▸ Records for the task
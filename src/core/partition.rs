//! Row partitions handed to the pipeline workers.
//!
//! The layer's rows are split as evenly as possible across the workers, remainder rows go to
//! the first partition. Each worker exclusively owns the minicolumns of its rows for the
//! duration of a phase, which `split_rows_mut` makes explicit by handing out disjoint mutable
//! slices of the arena.

use super::column::Minicolumn;
use std::ops::Range;

/// A contiguous range of layer rows owned by one worker.
#[derive(Debug, Clone, Copy, PartialEq, Eq)]
pub struct Partition {
    pub row_start: u32,
    pub row_count: u32,
    pub row_width: u32,
}

impl Partition {
    /// Splits `height` rows of `width` minicolumns across `workers` partitions.
    /// The worker count is clamped to `[1, height]` so no partition is empty.
    pub fn split(height: u32, width: u32, workers: usize) -> Vec<Partition> {
        let workers = workers.clamp(1, height.max(1) as usize) as u32;
        let base = height / workers;
        let remainder = height - base * workers;

        let mut row_start = 0;
        (0..workers)
            .map(|t| {
                let row_count = base + if t == 0 { remainder } else { 0 };
                let partition = Partition {
                    row_start,
                    row_count,
                    row_width: width,
                };
                row_start += row_count;
                partition
            })
            .collect()
    }

    /// Number of minicolumns in the partition.
    #[inline]
    pub fn len(&self) -> usize {
        self.row_count as usize * self.row_width as usize
    }

    #[inline]
    pub fn is_empty(&self) -> bool {
        self.len() == 0
    }

    /// Arena index range covered by the partition.
    #[inline]
    pub fn range(&self) -> Range<usize> {
        let start = self.row_start as usize * self.row_width as usize;
        start..start + self.len()
    }
}

/// Splits the arena into one shared slice per partition.
pub fn split_rows<'a>(
    mut columns: &'a [Minicolumn],
    partitions: &[Partition],
) -> Vec<&'a [Minicolumn]> {
    partitions
        .iter()
        .map(|p| {
            let (head, tail) = columns.split_at(p.len());
            columns = tail;
            head
        })
        .collect()
}

/// Splits the arena into one exclusive slice per partition.
pub fn split_rows_mut<'a>(
    mut columns: &'a mut [Minicolumn],
    partitions: &[Partition],
) -> Vec<&'a mut [Minicolumn]> {
    let mut chunks = Vec::with_capacity(partitions.len());
    for p in partitions {
        let (head, tail) = std::mem::take(&mut columns).split_at_mut(p.len());
        chunks.push(head);
        columns = tail;
    }
    chunks
}
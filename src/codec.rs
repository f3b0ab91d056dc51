//! The encoder boundary. A `Codec` produces one input frame per timestep.
//!
//! Any `FnMut() -> Option<Repr>` closure is a codec. `NoiseCodec` produces seeded random frames,
//! which is useful for exercising a layer without a real encoder.

use crate::core::repr::Repr;
use rand::{rngs::StdRng, Rng, SeedableRng};

/// Source of input frames. Returning `None` means no frame is available.
pub trait Codec {
    fn produce_frame(&mut self) -> Option<Repr>;
}

impl<F> Codec for F
where
    F: FnMut() -> Option<Repr>,
{
    #[inline]
    fn produce_frame(&mut self) -> Option<Repr> {
        self()
    }
}

/// Produces frames where each bit is set independently with probability `density`.
#[derive(Debug)]
pub struct NoiseCodec {
    pub rows: u32,
    pub cols: u32,
    pub density: f64,
    rng: StdRng,
}

impl NoiseCodec {
    /// Creates a codec seeded with `seed`, so frame sequences are reproducible.
    pub fn new(rows: u32, cols: u32, density: f64, seed: u64) -> Self {
        Self {
            rows,
            cols,
            density: density.clamp(0.0, 1.0),
            rng: StdRng::seed_from_u64(seed),
        }
    }
}

impl Codec for NoiseCodec {
    fn produce_frame(&mut self) -> Option<Repr> {
        let density = self.density;
        let rng = &mut self.rng;
        Some(Repr::from_fn(self.rows, self.cols, |_, _| {
            rng.random_bool(density)
        }))
    }
}

#[cfg(test)]
mod tests {
    use super::*;

    #[test]
    fn closures_are_codecs() {
        let mut frames = vec![Repr::filled(2, 2), Repr::new(2, 2)].into_iter();
        let mut codec = move || frames.next();
        assert_eq!(codec.produce_frame().map(|f| f.count_ones()), Some(4));
        assert_eq!(codec.produce_frame().map(|f| f.count_ones()), Some(0));
        assert!(codec.produce_frame().is_none());
    }

    #[test]
    fn noise_is_reproducible() {
        let mut a = NoiseCodec::new(16, 16, 0.3, 7);
        let mut b = NoiseCodec::new(16, 16, 0.3, 7);
        for _ in 0..3 {
            assert_eq!(a.produce_frame(), b.produce_frame());
        }
    }

    #[test]
    fn noise_density_extremes() {
        let mut empty = NoiseCodec::new(8, 8, 0.0, 1);
        let mut full = NoiseCodec::new(8, 8, 1.0, 1);
        assert_eq!(empty.produce_frame().map(|f| f.count_ones()), Some(0));
        assert_eq!(full.produce_frame().map(|f| f.count_ones()), Some(64));
    }
}
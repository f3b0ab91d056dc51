//! Incremental maintenance of a minicolumn's neighbor list.
//!
//! A minicolumn's neighbors are every other minicolumn within Chebyshev distance
//! `inhibition_radius` of it, clipped to the layer grid. The radius drifts between timesteps,
//! so instead of rebuilding the list from scratch each time, growth is handled by visiting only
//! the cells that joined the neighborhood. The difference between the new and the old box is cut
//! into up to four axis-aligned bands:
//!
//! ```text
//!   +-----------------+
//!   |       top       |
//!   +----+-------+----+
//!   |left|  old  |rght|
//!   +----+-------+----+
//!   |     bottom      |
//!   +-----------------+
//! ```
//!
//! Top and bottom span the full new width, left and right span the old box's rows.
//!
//! Shrinking (or an unchanged clipped area) drops the whole list and rebuilds it for the new
//! radius. Cells that stayed in the neighborhood are visited again, which is wasted work on
//! shrink, but the band decomposition above only holds for growth.

use super::topology::{Grid, GridRect};
use crate::error::{HtmError, Result};

/// Number of neighbors of `(x, y)` at `radius`, the minicolumn itself excluded.
#[inline]
pub fn neighbor_count(grid: Grid, x: u32, y: u32, radius: u32) -> usize {
    grid.neighborhood(x, y, radius).area() - 1
}

/// Brings `neighbors` of the minicolumn at `(x, y)` from `old_radius` to `new_radius`.
///
/// `old_radius` must be the radius `neighbors` was last built for, or `None` if it was never
/// built. Entries are arena indices into a layer of shape `grid`. On error the list is left
/// unchanged.
pub fn update_neighbors(
    neighbors: &mut Vec<usize>,
    grid: Grid,
    x: u32,
    y: u32,
    old_radius: Option<u32>,
    new_radius: u32,
) -> Result<()> {
    let old_area = old_radius.map_or(0, |r| neighbor_count(grid, x, y, r));
    let new_area = neighbor_count(grid, x, y, new_radius);
    let new_rect = grid.neighborhood(x, y, new_radius);

    if new_area <= old_area {
        let mut rebuilt = Vec::new();
        fill_full(&mut rebuilt, grid, new_rect, x, y, new_area)?;
        *neighbors = rebuilt;
        return Ok(());
    }

    if old_area == 0 {
        neighbors.clear();
        return fill_full(neighbors, grid, new_rect, x, y, new_area);
    }

    debug_assert_eq!(neighbors.len(), old_area);
    reserve(neighbors, new_area - neighbors.len())?;

    // old_area > 0 implies old_radius is set.
    let old_rect = grid.neighborhood(x, y, old_radius.unwrap_or(0));
    for band in growth_bands(old_rect, new_rect) {
        neighbors.extend(band.cells().map(|(bx, by)| grid.index(bx, by)));
    }

    debug_assert_eq!(neighbors.len(), new_area);
    Ok(())
}

/// Every cell of `rect` except `(x, y)`, written into an empty `neighbors`.
fn fill_full(
    neighbors: &mut Vec<usize>,
    grid: Grid,
    rect: GridRect,
    x: u32,
    y: u32,
    count: usize,
) -> Result<()> {
    reserve(neighbors, count)?;
    neighbors.extend(
        rect.cells()
            .filter(|&(cx, cy)| cx != x || cy != y)
            .map(|(cx, cy)| grid.index(cx, cy)),
    );
    Ok(())
}

fn reserve(neighbors: &mut Vec<usize>, additional: usize) -> Result<()> {
    neighbors.try_reserve_exact(additional).map_err(|e| {
        HtmError::Allocation(format!("neighbor buffer of {additional} entries: {e}"))
    })
}

/// Splits `new - old` into disjoint top, bottom, left and right bands.
/// `old` must lie inside `new`.
pub fn growth_bands(old: GridRect, new: GridRect) -> impl Iterator<Item = GridRect> {
    let top = (new.top < old.top).then(|| GridRect {
        top: new.top,
        left: new.left,
        bottom: old.top - 1,
        right: new.right,
    });
    let bottom = (new.bottom > old.bottom).then(|| GridRect {
        top: old.bottom + 1,
        left: new.left,
        bottom: new.bottom,
        right: new.right,
    });
    let left = (new.left < old.left).then(|| GridRect {
        top: old.top,
        left: new.left,
        bottom: old.bottom,
        right: old.left - 1,
    });
    let right = (new.right > old.right).then(|| GridRect {
        top: old.top,
        left: old.right + 1,
        bottom: old.bottom,
        right: new.right,
    });
    [top, bottom, left, right].into_iter().flatten()
}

▸ Problem requirements
List every line above that holds the word "usize".

▸ Solution to the exercise
    pub fn split(height: u32, width: u32, workers: usize) -> Vec<Partition> {
        let workers = workers.clamp(1, height.max(1) as usize) as u32;
    pub fn len(&self) -> usize {
        self.row_count as usize * self.row_width as usize
    pub fn range(&self) -> Range<usize> {
        let start = self.row_start as usize * self.row_width as usize;
pub fn neighbor_count(grid: Grid, x: u32, y: u32, radius: u32) -> usize {
    neighbors: &mut Vec<usize>,
    neighbors: &mut Vec<usize>,
    count: usize,
fn reserve(neighbors: &mut Vec<usize>, additional: usize) -> Result<()> {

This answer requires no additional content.